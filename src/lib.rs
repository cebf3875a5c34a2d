//! # tree-memberships
//!
//! tree-memberships is the row/column membership-indexing layer used while
//! growing decision trees in a tree-ensemble trainer. At every node, split
//! search must scan each candidate column in its globally sorted order, but
//! only over the rows that reached that node. This crate provides that view
//! without ever re-sorting a column.
//!
//! ## Features
//! - [`RowIndexManager`](data::RowIndexManager): per-column bijection between
//!   original row positions and sorted positions, built once per run.
//! - [`RootRowMemberships`](memberships::root::RootRowMemberships): the
//!   sampled row universe of one tree, with weights and a single-flight,
//!   evictable cache of column entries shared across threads.
//! - [`ColumnMemberships`](memberships::cursor::ColumnMemberships) cursors
//!   with forward, backward and seek moves.
//! - Dense (bit mask) and sparse (index array) node views, both resolving
//!   indices through the root in one hop.
//!
//! ## Usage
//!
//! ```rust
//! # fn try_main() -> Result<(), tree_memberships::membership_error::MembershipError> {
//! use std::sync::Arc;
//! use fixedbitset::FixedBitSet;
//! use tree_memberships::prelude::*;
//!
//! let columns = SortedColumns::from_numeric(&[vec![5.0, 2.0, 9.0, 1.0, 7.0]])?;
//! let manager = Arc::new(RowIndexManager::build(&columns)?);
//! let sample = SampleCounts::new(vec![2, 1, 3, 1, 2]);
//! let root = RootRowMemberships::new(&sample, manager, MembershipsConfig::default())?;
//!
//! let mut left = FixedBitSet::with_capacity(5);
//! left.extend([0, 1, 3]);
//! let child = RootDataMemberships::new(root).create_child_memberships(&left)?;
//! let mut cursor = child.column_memberships(0)?;
//! let mut order = Vec::new();
//! while cursor.next() {
//!     order.push(cursor.original_index()?);
//! }
//! assert_eq!(order, vec![3, 1, 0]);
//! # Ok(())
//! # }
//! # try_main().unwrap();
//! ```
//!
//! ## Determinism
//!
//! Column entries are pure functions of the root's rows and the column
//! order; an evicted entry is recomputed bit-for-bit identical.

pub mod config;
pub mod data;
pub mod debug_invariants;
pub mod membership_error;
pub mod memberships;

pub use debug_invariants::DebugInvariants;

/// A convenient prelude to import the most-used traits & types:
pub mod prelude {
    pub use crate::config::{DescendantLayout, MembershipsConfig, WeightEncoding};
    pub use crate::data::{
        RowIndexManager, RowSample, SampleCounts, SortedColumnSource, SortedColumns,
        WeightContainer,
    };
    pub use crate::debug_invariants::DebugInvariants;
    pub use crate::membership_error::MembershipError;
    pub use crate::memberships::bitset::BitSetMemberships;
    pub use crate::memberships::cache::{ColumnIndexCache, EvictCache};
    pub use crate::memberships::cursor::{ColumnMemberships, CursorState, column_range_mask};
    pub use crate::memberships::index_array::IndexArrayMemberships;
    pub use crate::memberships::root::RootRowMemberships;
    pub use crate::memberships::root_data::RootDataMemberships;
    pub use crate::memberships::{DataMemberships, NodeRows};
}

> Your task
Lines with the string "left": pick each one out of the material and return it.

> Task output
//! let mut left = FixedBitSet::with_capacity(5);
//! left.extend([0, 1, 3]);
//! let child = RootDataMemberships::new(root).create_child_memberships(&left)?;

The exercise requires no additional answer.